— WORK TO COMPLETE —
Return, word for word, only the lines of the data below that lie between the line with "pub(crate) fn record_outcome(&self, outcome: Invocation)" and the line with "def.actions.extend(spec.actions);", those two lines included.

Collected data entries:
------------------------

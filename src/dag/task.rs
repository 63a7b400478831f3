// src/dag/task.rs

//! Task definitions and the context handed to task actions.

use std::fmt;
use std::sync::{
    Arc, Mutex, MutexGuard, PoisonError, RwLock, RwLockReadGuard, RwLockWriteGuard, TryLockError,
};

use crate::dag::graph::TaskGraph;
use crate::dag::TaskName;
use crate::pool::WorkerPool;
use crate::types::{ParamValue, TaskParams};

/// Body of a task. Actions of one task run in definition order.
pub type Action = Arc<dyn Fn(&TaskContext<'_>) -> anyhow::Result<()> + Send + Sync>;

/// Everything needed to (re)define a task.
///
/// Defining a name that already exists *enhances* it: prerequisites and
/// actions are appended, new parameters are added.
#[derive(Clone)]
pub struct TaskSpec {
    pub(crate) name: TaskName,
    pub(crate) prerequisites: Vec<TaskName>,
    pub(crate) actions: Vec<Action>,
    pub(crate) params: TaskParams,
    pub(crate) parallel: bool,
    pub(crate) description: Option<String>,
}

impl TaskSpec {
    /// A plain task: prerequisites run one after the other.
    pub fn new(name: impl Into<TaskName>) -> Self {
        Self {
            name: name.into(),
            prerequisites: Vec::new(),
            actions: Vec::new(),
            params: TaskParams::new(),
            parallel: false,
            description: None,
        }
    }

    /// A multitask: prerequisites run concurrently on the worker pool.
    pub fn multi(name: impl Into<TaskName>) -> Self {
        Self::new(name).parallel(true)
    }

    pub fn needs<I, S>(mut self, prerequisites: I) -> Self
    where
        I: IntoIterator<Item = S>,
        S: Into<TaskName>,
    {
        self.prerequisites
            .extend(prerequisites.into_iter().map(Into::into));
        self
    }

    pub fn parallel(mut self, parallel: bool) -> Self {
        self.parallel = parallel;
        self
    }

    pub fn action<F>(mut self, f: F) -> Self
    where
        F: Fn(&TaskContext<'_>) -> anyhow::Result<()> + Send + Sync + 'static,
    {
        self.actions.push(Arc::new(f));
        self
    }

    pub fn param(mut self, key: impl Into<String>, default: ParamValue) -> Self {
        self.params.declare(key, default);
        self
    }

    pub fn params(mut self, params: TaskParams) -> Self {
        self.params.merge_missing(params);
        self
    }

    pub fn describe(mut self, description: impl Into<String>) -> Self {
        self.description = Some(description.into());
        self
    }
}

impl fmt::Debug for TaskSpec {
    fn fmt(&self, f: &mut fmt::Formatter<'_>) -> fmt::Result {
        f.debug_struct("TaskSpec")
            .field("name", &self.name)
            .field("prerequisites", &self.prerequisites)
            .field("actions", &self.actions.len())
            .field("parallel", &self.parallel)
            .finish()
    }
}

/// Mutable part of a task definition.
struct Definition {
    prerequisites: Vec<TaskName>,
    actions: Vec<Action>,
    params: TaskParams,
    description: Option<String>,
}

/// Outcome of invoking a task within one build.
#[derive(Debug, Clone, PartialEq, Eq)]
pub(crate) enum Invocation {
    NotInvoked,
    Succeeded,
    Failed(String),
}

/// A named unit of the build graph.
pub struct Task {
    name: TaskName,
    parallel: bool,
    definition: RwLock<Definition>,
    /// Held for the whole invocation, so concurrent invokers of the same
    /// task wait for the first one and then observe its outcome.
    invoking: Mutex<()>,
    /// Only locked briefly; readable while the task runs.
    outcome: Mutex<Invocation>,
}

impl fmt::Debug for Task {
    fn fmt(&self, f: &mut fmt::Formatter<'_>) -> fmt::Result {
        f.debug_struct("Task")
            .field("name", &self.name)
            .field("parallel", &self.parallel)
            .field("prerequisites", &self.prerequisites())
            .finish_non_exhaustive()
    }
}

impl Task {
    pub(crate) fn from_spec(spec: TaskSpec) -> Self {
        Self {
            name: spec.name,
            parallel: spec.parallel,
            definition: RwLock::new(Definition {
                prerequisites: dedup(spec.prerequisites),
                actions: spec.actions,
                params: spec.params,
                description: spec.description,
            }),
            invoking: Mutex::new(()),
            outcome: Mutex::new(Invocation::NotInvoked),
        }
    }

    fn read(&self) -> RwLockReadGuard<'_, Definition> {
        self.definition.read().unwrap_or_else(PoisonError::into_inner)
    }

    fn write(&self) -> RwLockWriteGuard<'_, Definition> {
        self.definition.write().unwrap_or_else(PoisonError::into_inner)
    }

    pub(crate) fn lock_invocation(&self) -> MutexGuard<'_, ()> {
        self.invoking.lock().unwrap_or_else(PoisonError::into_inner)
    }

    /// `None` while another invoker holds the task.
    pub(crate) fn try_lock_invocation(&self) -> Option<MutexGuard<'_, ()>> {
        match self.invoking.try_lock() {
            Ok(guard) => Some(guard),
            Err(TryLockError::Poisoned(poisoned)) => Some(poisoned.into_inner()),
            Err(TryLockError::WouldBlock) => None,
        }
    }

    pub fn name(&self) -> &str {
        &self.name
    }

    pub fn is_parallel(&self) -> bool {
        self.parallel
    }

    /// Snapshot of the current prerequisite list.
    pub fn prerequisites(&self) -> Vec<TaskName> {
        self.read().prerequisites.clone()
    }

    pub fn params(&self) -> TaskParams {
        self.read().params.clone()
    }

    pub fn description(&self) -> Option<String> {
        self.read().description.clone()
    }

    pub fn action_count(&self) -> usize {
        self.read().actions.len()
    }

    pub(crate) fn actions(&self) -> Vec<Action> {
        self.read().actions.clone()
    }

    pub(crate) fn outcome(&self) -> Invocation {
        self.outcome
            .lock()
            .unwrap_or_else(PoisonError::into_inner)
            .clone()
    }

    /// Set once the invocation ends, while the invocation lock is still held.
    pub(crate) fn record_outcome(&self, outcome: Invocation) {
        *self.outcome.lock().unwrap_or_else(PoisonError::into_inner) = outcome;
    }

    /// Whether the task already ran (successfully or not) in this build.
    /// A task that is still running counts as not yet invoked.
    pub fn already_invoked(&self) -> bool {
        self.outcome() != Invocation::NotInvoked
    }

    /// Append prerequisites not already listed. Returns how many were added.
    pub fn add_prerequisites<I, S>(&self, names: I) -> usize
    where
        I: IntoIterator<Item = S>,
        S: Into<TaskName>,
    {
        let mut def = self.write();
        let mut added = 0;
        for name in names {
            let name = name.into();
            if !def.prerequisites.contains(&name) {
                def.prerequisites.push(name);
                added += 1;
            }
        }
        added
    }

    pub(crate) fn enhance(&self, spec: TaskSpec) {
        self.add_prerequisites(spec.prerequisites);
        let mut def = self.write();
        def.actions.extend(spec.actions);
        def.params.merge_missing(spec.params);
        if spec.description.is_some() {
            def.description = spec.description;
        }
    }

    pub(crate) fn set_param(&self, key: &str, raw: &str) -> Result<(), String> {
        self.write().params.set_from_str(key, raw)
    }
}

fn dedup(names: Vec<TaskName>) -> Vec<TaskName> {
    let mut unique: Vec<TaskName> = Vec::with_capacity(names.len());
    for name in names {
        if !unique.contains(&name) {
            unique.push(name);
        }
    }
    unique
}

/// What a task action gets to see while it runs.
pub struct TaskContext<'a> {
    task: &'a Task,
    params: TaskParams,
    graph: &'a TaskGraph,
    pool: &'a Arc<WorkerPool>,
}

impl<'a> TaskContext<'a> {
    pub(crate) fn new(task: &'a Task, graph: &'a TaskGraph, pool: &'a Arc<WorkerPool>) -> Self {
        Self {
            task,
            params: task.params(),
            graph,
            pool,
        }
    }

    pub fn name(&self) -> &str {
        self.task.name()
    }

    /// Parameter value by key, as resolved when the task started.
    pub fn get(&self, key: &str) -> Option<&ParamValue> {
        self.params.get(key)
    }

    pub fn params(&self) -> &TaskParams {
        &self.params
    }

    /// The task graph, e.g. to add prerequisites while the build runs.
    pub fn graph(&self) -> &TaskGraph {
        self.graph
    }

    /// The worker pool, for actions that fan out work of their own.
    pub fn pool(&self) -> &Arc<WorkerPool> {
        self.pool
    }
}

------------------------

— TASK SOLUTION —
    pub(crate) fn record_outcome(&self, outcome: Invocation) {
        *self.outcome.lock().unwrap_or_else(PoisonError::into_inner) = outcome;
    }

    /// Whether the task already ran (successfully or not) in this build.
    /// A task that is still running counts as not yet invoked.
    pub fn already_invoked(&self) -> bool {
        self.outcome() != Invocation::NotInvoked
    }

    /// Append prerequisites not already listed. Returns how many were added.
    pub fn add_prerequisites<I, S>(&self, names: I) -> usize
    where
        I: IntoIterator<Item = S>,
        S: Into<TaskName>,
    {
        let mut def = self.write();
        let mut added = 0;
        for name in names {
            let name = name.into();
            if !def.prerequisites.contains(&name) {
                def.prerequisites.push(name);
                added += 1;
            }
        }
        added
    }

    pub(crate) fn enhance(&self, spec: TaskSpec) {
        self.add_prerequisites(spec.prerequisites);
        let mut def = self.write();
        def.actions.extend(spec.actions);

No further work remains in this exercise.